=== Begin Enclosure ===

mod app;
mod ui;

use fltk::{app as fl_app, enums::Event, prelude::*};

use app::messages::Message;
use app::state::AppState;
use app::style_ops::StyleFlag;
use ui::main_window::build_main_window;
use ui::menu::build_menu;

fn main() {
    env_logger::init();

    let fltk_app = fl_app::App::default();
    let (sender, receiver) = fl_app::channel::<Message>();

    let mut widgets = build_main_window(&sender);
    build_menu(&mut widgets.menu, &sender);

    // Route the window close button through the same quit handling as the
    // menu item. The event check keeps Escape from closing the window.
    widgets.wind.set_callback({
        let s = sender;
        move |_| {
            if fl_app::event() == Event::Close {
                s.send(Message::FileQuit);
            }
        }
    });

    let mut state = AppState::new(
        widgets.text_editor,
        widgets.wind.clone(),
        widgets.tab_bar,
        sender,
    );
    state.rebuild_tab_bar();

    widgets.wind.show();

    // The first tab is requested at startup; cancelling the prompt leaves
    // an empty registry and every action no-ops until a tab exists.
    sender.send(Message::TabNew);

    while fltk_app.wait() {
        if let Some(msg) = receiver.recv() {
            match msg {
                Message::TabNew => state.tab_new(),
                Message::TabSwitch(id) => state.tab_switch(id),
                Message::TabRename(id) => state.tab_rename(id),

                Message::FileSave => state.file_save(),
                Message::FileSaveAs => state.file_save_as(),
                Message::FileQuit => {
                    if state.request_quit() {
                        fltk_app.quit();
                    }
                }

                Message::EditUndo => state.undo(),
                Message::SelectAll => state.select_all(),
                Message::CopyAll => state.copy_all(),

                Message::ToggleBold => state.toggle_style(StyleFlag::Bold),
                Message::ToggleUnderline => state.toggle_style(StyleFlag::Underline),
                Message::ChangeFontSize => state.change_font_size(),

                Message::ShowAbout => state.show_about(),

                Message::BufferModified(id) => state.buffer_modified(id),
            }
        }
    }
}
use std::cell::Cell;
use std::rc::Rc;

use fltk::app::Sender;
use fltk::text::TextBuffer;

use super::messages::Message;
use super::style_map::DEFAULT_STYLE_CHAR;

#[derive(Debug, Clone, Copy, PartialEq, Eq, Hash)]
pub struct DocumentId(pub u64);

/// One open tab: a user-assigned title, the text buffer, a parallel
/// style buffer holding one style letter per byte of text, and the
/// optional path the tab saves to.
pub struct Document {
    pub id: DocumentId,
    pub title: String,
    pub buffer: TextBuffer,
    pub style_buffer: TextBuffer,
    pub file_path: Option<String>,
    pub has_unsaved_changes: Rc<Cell<bool>>,
    pub cursor_position: i32,
}

impl Document {
    /// `sender` is None only in headless tests; the app always wires the
    /// channel so dirty indicators refresh while the user types.
    pub fn new(id: DocumentId, title: String, sender: Option<Sender<Message>>) -> Self {
        let mut buffer = TextBuffer::default();
        let style_buffer = TextBuffer::default();
        let has_unsaved_changes = Rc::new(Cell::new(false));

        // Keep the style buffer length-synchronized with the text buffer:
        // inserted bytes get the default style letter, deleted bytes drop
        // their letters. Also flips the dirty flag on any edit and notifies
        // the dispatch loop.
        let changes = has_unsaved_changes.clone();
        let mut style_buf = style_buffer.clone();
        buffer.add_modify_callback(move |pos, inserted, deleted, _restyled, _deleted_text| {
            if inserted > 0 || deleted > 0 {
                changes.set(true);
                if inserted > 0 {
                    let filler: String = std::iter::repeat(DEFAULT_STYLE_CHAR)
                        .take(inserted as usize)
                        .collect();
                    style_buf.insert(pos, &filler);
                }
                if deleted > 0 {
                    style_buf.remove(pos, pos + deleted);
                }
                if let Some(s) = sender {
                    s.send(Message::BufferModified(id));
                }
            }
        });

        Self {
            id,
            title,
            buffer,
            style_buffer,
            file_path: None,
            has_unsaved_changes,
            cursor_position: 0,
        }
    }

    pub fn is_dirty(&self) -> bool {
        self.has_unsaved_changes.get()
    }

    pub fn mark_clean(&self) {
        self.has_unsaved_changes.set(false);
    }

    /// Current selection as byte offsets, or None when nothing is selected.
    pub fn selection(&self) -> Option<(i32, i32)> {
        match self.buffer.selection_position() {
            Some((start, end)) if end > start => Some((start, end)),
            _ => None,
        }
    }
}

#[cfg(test)]
mod tests {
    use super::*;

    // Buffer modify callbacks fire synchronously, so the dirty flag and
    // style letter sync are observable without a running event loop. The
    // channel notification itself is dispatch-loop glue and is exercised
    // through the UI.

    #[test]
    fn test_edit_sets_dirty_flag() {
        let mut doc = Document::new(DocumentId(1), "Notes".to_string(), None);
        assert!(!doc.is_dirty());
        doc.buffer.append("Hello");
        assert!(doc.is_dirty());
        doc.mark_clean();
        assert!(!doc.is_dirty());
    }

    #[test]
    fn test_style_letters_track_buffer_length() {
        let mut doc = Document::new(DocumentId(1), "Notes".to_string(), None);
        doc.buffer.append("Hello World");
        assert_eq!(doc.style_buffer.length(), doc.buffer.length());
        doc.buffer.remove(0, 6);
        assert_eq!(doc.style_buffer.length(), doc.buffer.length());
    }
}
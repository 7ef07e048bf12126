use fltk::app::Sender;

use super::document::{Document, DocumentId};
use super::messages::Message;

/// Insertion-ordered collection of open tabs. Ids are monotonic and never
/// reused; insertion order is display order. There is no remove operation:
/// tabs live until the process exits.
pub struct TabRegistry {
    documents: Vec<Document>,
    active_id: Option<DocumentId>,
    next_id: u64,
    sender: Option<Sender<Message>>,
}

impl TabRegistry {
    pub fn new(sender: Option<Sender<Message>>) -> Self {
        Self {
            documents: Vec::new(),
            active_id: None,
            next_id: 1,
            sender,
        }
    }

    fn next_document_id(&mut self) -> DocumentId {
        let id = DocumentId(self.next_id);
        self.next_id += 1;
        id
    }

    /// Create a tab with the given title and make it active. An empty title
    /// aborts creation (the prompt was cancelled or left blank).
    pub fn create(&mut self, title: &str) -> Option<DocumentId> {
        if title.is_empty() {
            return None;
        }
        let id = self.next_document_id();
        let doc = Document::new(id, title.to_string(), self.sender);
        self.documents.push(doc);
        self.active_id = Some(id);
        Some(id)
    }

    /// Rename a tab in place. An empty title discards the rename and the
    /// original title is retained.
    pub fn rename(&mut self, id: DocumentId, new_title: &str) -> bool {
        if new_title.is_empty() {
            return false;
        }
        match self.documents.iter_mut().find(|d| d.id == id) {
            Some(doc) => {
                doc.title = new_title.to_string();
                true
            }
            None => false,
        }
    }

    pub fn active_doc(&self) -> Option<&Document> {
        let active_id = self.active_id?;
        self.documents.iter().find(|d| d.id == active_id)
    }

    pub fn active_doc_mut(&mut self) -> Option<&mut Document> {
        let active_id = self.active_id?;
        self.documents.iter_mut().find(|d| d.id == active_id)
    }

    pub fn set_active(&mut self, id: DocumentId) {
        if self.documents.iter().any(|d| d.id == id) {
            self.active_id = Some(id);
        }
    }

    pub fn active_id(&self) -> Option<DocumentId> {
        self.active_id
    }

    pub fn documents(&self) -> &[Document] {
        &self.documents
    }

    pub fn count(&self) -> usize {
        self.documents.len()
    }

    pub fn doc_by_id(&self, id: DocumentId) -> Option<&Document> {
        self.documents.iter().find(|d| d.id == id)
    }
}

=== End Enclosure ===

## Work required
Please say how many lines above contain "append", number only.

## Exercise result
2